_Task description:_ As the answer, set down the lines below from the one containing "and integration tests." through the one containing "use crate::error::PipelineError;", exactly and inclusively, and no others.

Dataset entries
┏━━

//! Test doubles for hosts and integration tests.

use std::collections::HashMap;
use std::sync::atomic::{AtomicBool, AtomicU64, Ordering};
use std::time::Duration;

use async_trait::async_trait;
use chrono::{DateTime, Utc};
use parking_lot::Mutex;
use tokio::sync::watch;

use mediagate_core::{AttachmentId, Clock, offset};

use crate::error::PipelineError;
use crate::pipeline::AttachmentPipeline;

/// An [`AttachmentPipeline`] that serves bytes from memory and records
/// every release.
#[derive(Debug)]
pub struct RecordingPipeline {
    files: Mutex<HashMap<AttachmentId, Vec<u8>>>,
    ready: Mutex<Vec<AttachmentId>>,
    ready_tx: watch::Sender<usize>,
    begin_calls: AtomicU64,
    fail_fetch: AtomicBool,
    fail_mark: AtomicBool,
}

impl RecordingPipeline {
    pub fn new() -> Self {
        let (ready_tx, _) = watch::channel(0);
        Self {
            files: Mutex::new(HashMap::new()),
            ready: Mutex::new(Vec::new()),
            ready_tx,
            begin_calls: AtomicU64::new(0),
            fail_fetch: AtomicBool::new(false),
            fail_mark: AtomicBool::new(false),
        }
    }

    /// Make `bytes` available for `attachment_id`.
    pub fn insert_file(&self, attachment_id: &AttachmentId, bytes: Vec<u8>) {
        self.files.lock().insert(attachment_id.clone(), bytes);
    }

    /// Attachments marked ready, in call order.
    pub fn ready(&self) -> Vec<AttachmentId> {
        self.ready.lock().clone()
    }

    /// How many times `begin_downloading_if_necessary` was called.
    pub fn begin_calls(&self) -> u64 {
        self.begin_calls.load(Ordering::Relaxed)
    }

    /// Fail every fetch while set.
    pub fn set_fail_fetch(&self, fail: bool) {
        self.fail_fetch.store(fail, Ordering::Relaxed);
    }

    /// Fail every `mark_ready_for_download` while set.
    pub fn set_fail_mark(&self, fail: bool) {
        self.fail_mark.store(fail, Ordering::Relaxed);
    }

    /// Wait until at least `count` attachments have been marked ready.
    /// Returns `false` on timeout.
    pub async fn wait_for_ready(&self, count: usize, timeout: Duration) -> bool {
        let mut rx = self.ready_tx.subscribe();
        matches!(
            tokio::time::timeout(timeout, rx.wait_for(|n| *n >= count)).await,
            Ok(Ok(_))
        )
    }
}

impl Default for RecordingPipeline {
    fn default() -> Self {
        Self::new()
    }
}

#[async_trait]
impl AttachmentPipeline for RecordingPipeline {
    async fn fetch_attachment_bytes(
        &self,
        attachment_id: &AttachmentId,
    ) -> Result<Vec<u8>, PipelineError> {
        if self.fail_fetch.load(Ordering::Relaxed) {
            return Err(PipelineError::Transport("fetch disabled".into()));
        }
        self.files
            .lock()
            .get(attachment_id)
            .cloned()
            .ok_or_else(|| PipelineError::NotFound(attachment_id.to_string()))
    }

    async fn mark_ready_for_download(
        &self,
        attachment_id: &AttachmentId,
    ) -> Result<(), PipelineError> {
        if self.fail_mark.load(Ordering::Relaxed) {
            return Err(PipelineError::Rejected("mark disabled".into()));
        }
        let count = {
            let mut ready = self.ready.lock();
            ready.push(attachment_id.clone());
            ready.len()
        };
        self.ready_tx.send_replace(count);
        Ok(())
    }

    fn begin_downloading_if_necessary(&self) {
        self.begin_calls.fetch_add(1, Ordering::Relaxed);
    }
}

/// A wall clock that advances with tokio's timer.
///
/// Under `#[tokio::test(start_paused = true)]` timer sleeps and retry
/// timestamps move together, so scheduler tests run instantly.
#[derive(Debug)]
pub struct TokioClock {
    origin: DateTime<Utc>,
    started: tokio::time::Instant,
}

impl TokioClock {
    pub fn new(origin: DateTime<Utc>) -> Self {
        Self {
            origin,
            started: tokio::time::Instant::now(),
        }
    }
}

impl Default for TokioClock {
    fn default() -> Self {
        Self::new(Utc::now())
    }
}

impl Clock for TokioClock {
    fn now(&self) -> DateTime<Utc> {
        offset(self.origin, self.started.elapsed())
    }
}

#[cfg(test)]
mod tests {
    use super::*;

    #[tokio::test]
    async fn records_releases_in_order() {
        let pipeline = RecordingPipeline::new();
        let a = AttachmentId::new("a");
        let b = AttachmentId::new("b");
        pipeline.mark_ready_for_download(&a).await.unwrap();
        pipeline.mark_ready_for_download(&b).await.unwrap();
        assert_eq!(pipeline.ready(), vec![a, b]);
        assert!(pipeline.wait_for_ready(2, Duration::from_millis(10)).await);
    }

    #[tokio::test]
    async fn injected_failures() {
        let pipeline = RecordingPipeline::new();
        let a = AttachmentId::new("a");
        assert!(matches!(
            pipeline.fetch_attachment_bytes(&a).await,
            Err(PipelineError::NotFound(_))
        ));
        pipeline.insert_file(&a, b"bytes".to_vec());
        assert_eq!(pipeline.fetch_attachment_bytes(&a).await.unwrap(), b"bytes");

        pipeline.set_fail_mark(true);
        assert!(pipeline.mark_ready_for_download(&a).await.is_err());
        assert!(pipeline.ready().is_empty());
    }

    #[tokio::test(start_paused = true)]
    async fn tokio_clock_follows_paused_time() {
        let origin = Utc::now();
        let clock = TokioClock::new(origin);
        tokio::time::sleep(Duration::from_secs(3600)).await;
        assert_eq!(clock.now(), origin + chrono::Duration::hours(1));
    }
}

┗━━
┏━━

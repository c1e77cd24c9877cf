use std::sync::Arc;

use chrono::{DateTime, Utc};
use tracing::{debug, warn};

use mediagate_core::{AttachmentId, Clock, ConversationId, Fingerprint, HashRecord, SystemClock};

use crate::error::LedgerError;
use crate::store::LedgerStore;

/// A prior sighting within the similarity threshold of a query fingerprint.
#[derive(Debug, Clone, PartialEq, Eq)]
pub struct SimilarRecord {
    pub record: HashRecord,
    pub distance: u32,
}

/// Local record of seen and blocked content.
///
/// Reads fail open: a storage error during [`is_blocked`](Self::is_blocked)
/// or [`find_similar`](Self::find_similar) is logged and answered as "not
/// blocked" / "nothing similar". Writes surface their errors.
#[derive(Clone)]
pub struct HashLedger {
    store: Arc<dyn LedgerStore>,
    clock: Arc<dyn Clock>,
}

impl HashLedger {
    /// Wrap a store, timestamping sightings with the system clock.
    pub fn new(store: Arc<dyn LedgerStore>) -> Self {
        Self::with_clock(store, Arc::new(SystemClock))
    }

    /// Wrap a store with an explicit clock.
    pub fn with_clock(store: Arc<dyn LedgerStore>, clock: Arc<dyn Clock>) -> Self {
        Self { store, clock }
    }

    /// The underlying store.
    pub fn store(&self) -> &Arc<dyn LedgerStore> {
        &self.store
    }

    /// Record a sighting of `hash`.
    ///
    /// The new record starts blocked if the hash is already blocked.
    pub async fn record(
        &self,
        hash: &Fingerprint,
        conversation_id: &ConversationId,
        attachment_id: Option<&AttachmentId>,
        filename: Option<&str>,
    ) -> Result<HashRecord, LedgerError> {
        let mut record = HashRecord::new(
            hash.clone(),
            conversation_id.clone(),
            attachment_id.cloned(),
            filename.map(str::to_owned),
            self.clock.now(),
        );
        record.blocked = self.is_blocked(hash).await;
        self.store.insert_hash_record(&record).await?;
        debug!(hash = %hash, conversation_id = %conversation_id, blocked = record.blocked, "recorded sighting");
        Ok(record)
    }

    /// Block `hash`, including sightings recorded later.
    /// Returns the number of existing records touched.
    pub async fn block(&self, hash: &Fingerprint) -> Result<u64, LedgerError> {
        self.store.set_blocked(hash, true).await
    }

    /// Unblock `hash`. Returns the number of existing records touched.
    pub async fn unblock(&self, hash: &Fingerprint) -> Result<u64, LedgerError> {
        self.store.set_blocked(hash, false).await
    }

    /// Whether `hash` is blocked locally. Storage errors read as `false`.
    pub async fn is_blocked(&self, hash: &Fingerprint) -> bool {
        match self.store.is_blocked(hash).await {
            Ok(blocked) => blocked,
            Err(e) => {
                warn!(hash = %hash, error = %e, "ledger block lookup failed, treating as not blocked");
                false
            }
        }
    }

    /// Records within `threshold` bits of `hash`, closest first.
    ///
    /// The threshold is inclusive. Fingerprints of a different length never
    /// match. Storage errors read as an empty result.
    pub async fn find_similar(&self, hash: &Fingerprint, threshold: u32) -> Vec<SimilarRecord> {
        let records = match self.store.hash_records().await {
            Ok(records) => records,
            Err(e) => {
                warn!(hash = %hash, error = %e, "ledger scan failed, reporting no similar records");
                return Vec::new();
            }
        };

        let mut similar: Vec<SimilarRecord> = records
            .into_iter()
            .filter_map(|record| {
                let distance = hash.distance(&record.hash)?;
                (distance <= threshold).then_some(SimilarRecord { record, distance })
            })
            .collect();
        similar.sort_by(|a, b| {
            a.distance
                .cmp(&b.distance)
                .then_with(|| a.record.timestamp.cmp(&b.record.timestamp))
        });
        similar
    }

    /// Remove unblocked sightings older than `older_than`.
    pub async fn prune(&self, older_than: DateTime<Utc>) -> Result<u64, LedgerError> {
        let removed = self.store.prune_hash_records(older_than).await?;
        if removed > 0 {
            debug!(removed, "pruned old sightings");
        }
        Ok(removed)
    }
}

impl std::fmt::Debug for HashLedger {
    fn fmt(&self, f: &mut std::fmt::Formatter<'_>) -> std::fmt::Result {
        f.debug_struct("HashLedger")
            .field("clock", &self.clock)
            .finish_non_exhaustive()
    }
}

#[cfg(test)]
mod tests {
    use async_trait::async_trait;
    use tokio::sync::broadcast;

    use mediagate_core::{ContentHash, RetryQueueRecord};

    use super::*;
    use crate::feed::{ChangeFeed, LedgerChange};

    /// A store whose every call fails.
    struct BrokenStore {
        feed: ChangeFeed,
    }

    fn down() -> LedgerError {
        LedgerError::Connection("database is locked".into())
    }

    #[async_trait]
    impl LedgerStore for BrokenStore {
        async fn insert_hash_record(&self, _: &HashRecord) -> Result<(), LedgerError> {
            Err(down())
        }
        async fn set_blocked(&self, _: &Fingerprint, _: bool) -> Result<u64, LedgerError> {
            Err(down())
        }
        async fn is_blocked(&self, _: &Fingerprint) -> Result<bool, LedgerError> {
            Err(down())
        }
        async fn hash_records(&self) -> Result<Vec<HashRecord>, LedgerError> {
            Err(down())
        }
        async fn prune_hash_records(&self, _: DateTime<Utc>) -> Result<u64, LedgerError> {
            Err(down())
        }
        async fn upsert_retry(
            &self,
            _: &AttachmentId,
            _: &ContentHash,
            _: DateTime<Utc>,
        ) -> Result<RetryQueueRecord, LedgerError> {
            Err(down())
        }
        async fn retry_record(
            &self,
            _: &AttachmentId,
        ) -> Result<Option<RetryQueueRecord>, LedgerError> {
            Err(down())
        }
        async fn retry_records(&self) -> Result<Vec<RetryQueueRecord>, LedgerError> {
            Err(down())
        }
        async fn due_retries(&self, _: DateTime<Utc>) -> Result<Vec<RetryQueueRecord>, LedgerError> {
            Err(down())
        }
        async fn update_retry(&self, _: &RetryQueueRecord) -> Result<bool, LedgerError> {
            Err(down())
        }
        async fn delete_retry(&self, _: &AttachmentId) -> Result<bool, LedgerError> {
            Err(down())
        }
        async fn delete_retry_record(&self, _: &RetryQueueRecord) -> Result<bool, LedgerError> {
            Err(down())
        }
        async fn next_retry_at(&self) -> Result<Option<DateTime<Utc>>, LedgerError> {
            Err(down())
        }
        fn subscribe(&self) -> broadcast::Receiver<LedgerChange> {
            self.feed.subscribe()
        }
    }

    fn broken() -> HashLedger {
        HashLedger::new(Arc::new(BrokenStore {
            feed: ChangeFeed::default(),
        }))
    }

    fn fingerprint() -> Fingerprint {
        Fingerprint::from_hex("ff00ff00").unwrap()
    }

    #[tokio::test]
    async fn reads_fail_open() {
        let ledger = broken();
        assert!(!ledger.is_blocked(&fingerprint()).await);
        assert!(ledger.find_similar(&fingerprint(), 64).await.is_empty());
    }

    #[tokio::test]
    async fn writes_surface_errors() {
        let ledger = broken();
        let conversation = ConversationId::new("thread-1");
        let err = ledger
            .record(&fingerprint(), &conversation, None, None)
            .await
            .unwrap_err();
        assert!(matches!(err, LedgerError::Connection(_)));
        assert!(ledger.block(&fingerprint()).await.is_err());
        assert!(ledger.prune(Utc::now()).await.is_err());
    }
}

┗━━

_Exercise solution:_
//! Test doubles for hosts and integration tests.

use std::collections::HashMap;
use std::sync::atomic::{AtomicBool, AtomicU64, Ordering};
use std::time::Duration;

use async_trait::async_trait;
use chrono::{DateTime, Utc};
use parking_lot::Mutex;
use tokio::sync::watch;

use mediagate_core::{AttachmentId, Clock, offset};

use crate::error::PipelineError;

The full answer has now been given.